Still, at Seattle-based Blue Nile, the online jeweler said sales have grown as affluent customers have become more adventurous, branching out from books and airline tickets to larger-ticket items, such as computers and diamond engagement rings.
The company's third-quarter sales grew 78 percent to $15.4 million, and it expects $70 million in revenue for the fiscal year, a 40 percent jump compared with the year before.
Chief Executive Mark Vadon said it's a category that makes economic sense online. "Wal-Mart's average cash register receipt is $7," Vadon said. "If they're buying $7 orders, it's going to be hard to justify that as an e-commerce transaction."
Six fewer shopping days
Even though analysts expect strong holiday sales, they say online retailers still face a huge challenge. The holiday shopping season carries six fewer core days this year, which means daily order volumes should swell.
"That's pretty terrifying for retailers that have been able to accommodate demand, but have strained to do so in years past," said Cassar of Jupiter Media Metrix.

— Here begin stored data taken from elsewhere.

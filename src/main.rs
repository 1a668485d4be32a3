//! Main entry point for the drama-watcher CLI application.

use clap::Parser;
use crossterm::{
    event::Event,
    execute,
    terminal::{EnterAlternateScreen, LeaveAlternateScreen, disable_raw_mode, enable_raw_mode},
};
use drama_watcher::api::DramaApi;
use drama_watcher::config::Config;
use drama_watcher::player::Player;
use drama_watcher::preference::{FileQualityStore, QualityStore};
use drama_watcher::tui::{Action, App, draw, poll_event};
use log::{debug, info, warn};
use ratatui::prelude::*;
use std::io::{self, stdout};
use std::time::Duration;

/// Command-line arguments for the drama-watcher application.
#[derive(Parser, Debug)]
#[command(
    name = "drama-watcher",
    version,
    about = "A terminal short-drama browser and player",
    long_about = "Browse, search, and watch DramaBox short dramas using a TUI interface."
)]
struct Args {
    /// Log verbosity level: 0=error, 1=warn, 2=info, 3=debug, 4=trace
    #[arg(short, long, default_value_t = 1)]
    log: u8,

    /// Preferred video quality in pixels (e.g. 540, 720, 1080)
    #[arg(short, long)]
    quality: Option<u32>,

    /// Video player to use (overrides config and platform default)
    #[arg(short, long)]
    player: Option<String>,

    /// Base URL of the drama API (overrides config)
    #[arg(long)]
    api_url: Option<String>,
}

/// Initialize the terminal for TUI rendering.
fn init_terminal() -> io::Result<Terminal<CrosstermBackend<io::Stdout>>> {
    enable_raw_mode()?;
    execute!(stdout(), EnterAlternateScreen)?;
    let backend = CrosstermBackend::new(stdout());
    Terminal::new(backend)
}

/// Restore the terminal to its original state.
fn restore_terminal() -> io::Result<()> {
    disable_raw_mode()?;
    execute!(stdout(), LeaveAlternateScreen)?;
    Ok(())
}

#[tokio::main]
async fn main() -> Result<(), Box<dyn std::error::Error>> {
    let args = Args::parse();

    // Initialize logging
    let log_level = match args.log {
        0 => log::LevelFilter::Error,
        1 => log::LevelFilter::Warn,
        2 => log::LevelFilter::Info,
        3 => log::LevelFilter::Debug,
        _ => log::LevelFilter::Trace,
    };

    env_logger::Builder::new()
        .filter_level(log_level)
        .format_timestamp(None)
        .format_target(false)
        .init();

    debug!("Log level set to {:?}", log_level);

    // Write a default config on first run
    match Config::create_default_if_missing() {
        Ok(path) => debug!("Config file: {}", path.display()),
        Err(e) => warn!("Could not create default config: {}", e),
    }

    // Load config
    let config = Config::load().unwrap_or_else(|e| {
        warn!("Failed to load config: {}. Using defaults.", e);
        Config::new()
    });

    // Stored quality preference
    let mut store = match FileQualityStore::open_default() {
        Ok(store) => Some(store),
        Err(e) => {
            warn!("Quality preference unavailable: {}", e);
            None
        }
    };

    let quality = args
        .quality
        .or_else(|| store.as_ref().and_then(|s| s.load()))
        .unwrap_or(config.quality);

    info!("Using quality: {}p", quality);

    // Get player
    let player = match Player::resolve(
        args.player.as_deref(),
        config.player.as_deref(),
        config.player_args.clone(),
    )
    .and_then(|player| player.ensure_installed().map(|_| player))
    {
        Ok(p) => p,
        Err(e) => {
            eprintln!("Error: {}", e);
            std::process::exit(1);
        }
    };

    let base_url = args.api_url.as_deref().unwrap_or(&config.api_base_url);
    let api = match DramaApi::new(base_url, Duration::from_secs(config.request_timeout_secs)) {
        Ok(api) => api,
        Err(e) => {
            eprintln!("Error: {}", e);
            std::process::exit(1);
        }
    };

    info!("Using API: {}", api.base_url());

    // Initialize terminal
    let mut terminal = init_terminal()?;

    // Create app state
    let mut app = App::new(quality, config.episodes_per_page, config.keybindings.clone());

    // Main event loop
    let result = run_app(&mut terminal, &mut app, &api, &player, store.as_mut()).await;

    // Restore terminal
    restore_terminal()?;

    result
}

/// Load the home feed and popular search terms into the app.
async fn load_home(
    terminal: &mut Terminal<CrosstermBackend<io::Stdout>>,
    app: &mut App,
    api: &DramaApi,
) -> io::Result<()> {
    app.set_loading("Loading dramas...");
    terminal.draw(|f| draw(f, app))?;

    let (feed, popular) = tokio::join!(api.fetch_home_feed(), api.fetch_popular_search());
    app.set_feed(feed);

    match popular {
        Ok(terms) => app.set_popular_searches(terms),
        Err(e) => warn!("Failed to load popular searches: {}", e),
    }

    Ok(())
}

/// Play the current episode and record the outcome on screen.
fn play_current(app: &mut App, player: &Player) {
    let url = app.video_url().map(str::to_string);
    match url {
        Some(url) => match player.play(&url) {
            Ok(()) => app.set_status(&format!("Playing episode {}", app.current_episode)),
            Err(e) => {
                warn!("{}", e);
                app.set_video_error(&e.to_string());
            }
        },
        None => app.set_status("Episode not available"),
    }
}

async fn run_app(
    terminal: &mut Terminal<CrosstermBackend<io::Stdout>>,
    app: &mut App,
    api: &DramaApi,
    player: &Player,
    mut store: Option<&mut FileQualityStore>,
) -> Result<(), Box<dyn std::error::Error>> {
    load_home(terminal, app, api).await?;

    loop {
        // Draw UI
        terminal.draw(|f| draw(f, app))?;

        // Poll for events
        if let Some(Event::Key(key)) = poll_event(Duration::from_millis(100))? {
            // Any key dismisses the error popup
            app.clear_error();
            let action = app.handle_input(key);

            match action {
                Action::None => {}
                Action::Quit => break,
                Action::Search(ref query) => {
                    app.set_loading(&format!("Searching for '{}'...", query));
                    terminal.draw(|f| draw(f, app))?;

                    match api.search(query).await {
                        Ok(results) => {
                            if results.is_empty() {
                                app.cancel_loading();
                                app.set_error("No results found");
                            } else {
                                app.set_search_results(query, results);
                            }
                        }
                        Err(e) => {
                            app.cancel_loading();
                            app.set_error(&e.to_string());
                        }
                    }
                }
                Action::OpenDrama(ref book_id) => {
                    app.set_loading("Loading drama...");
                    terminal.draw(|f| draw(f, app))?;

                    let (detail, episodes) = tokio::join!(
                        api.fetch_detail(book_id),
                        api.fetch_all_episodes(book_id)
                    );

                    match detail {
                        Ok(drama) => {
                            debug!(
                                "Opened {} with {} episodes",
                                drama.book_name,
                                episodes.len()
                            );
                            app.set_drama(drama, episodes);
                        }
                        Err(e) => {
                            app.cancel_loading();
                            app.set_error(&e.to_string());
                        }
                    }
                }
                Action::Play(_) => play_current(app, player),
                Action::ChangeQuality(quality) => {
                    if let Some(store) = store.as_deref_mut() {
                        if let Err(e) = store.save(quality) {
                            warn!("Failed to save quality preference: {}", e);
                        }
                    }
                    play_current(app, player);
                }
                Action::Refresh => load_home(terminal, app, api).await?,
            }
        }

        if app.should_quit {
            break;
        }
    }

    Ok(())
}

At Eddie Bauer, the company is using its online retail sites to "reconnect" customers with its outdoor heritage. Even perhaps its most loyal fans aren't aware that Bauer, the founder, created the first down jacket after nearly freezing to death during a winter fishing trip in 1935.
The company has redesigned the storefront window in a way, perhaps, that Bauer himself could not conceive.
"The Web is certainly a critical component for our customer," Brown, e-commerce vice president said, "and they have definitely voted and voted positively for the Internet."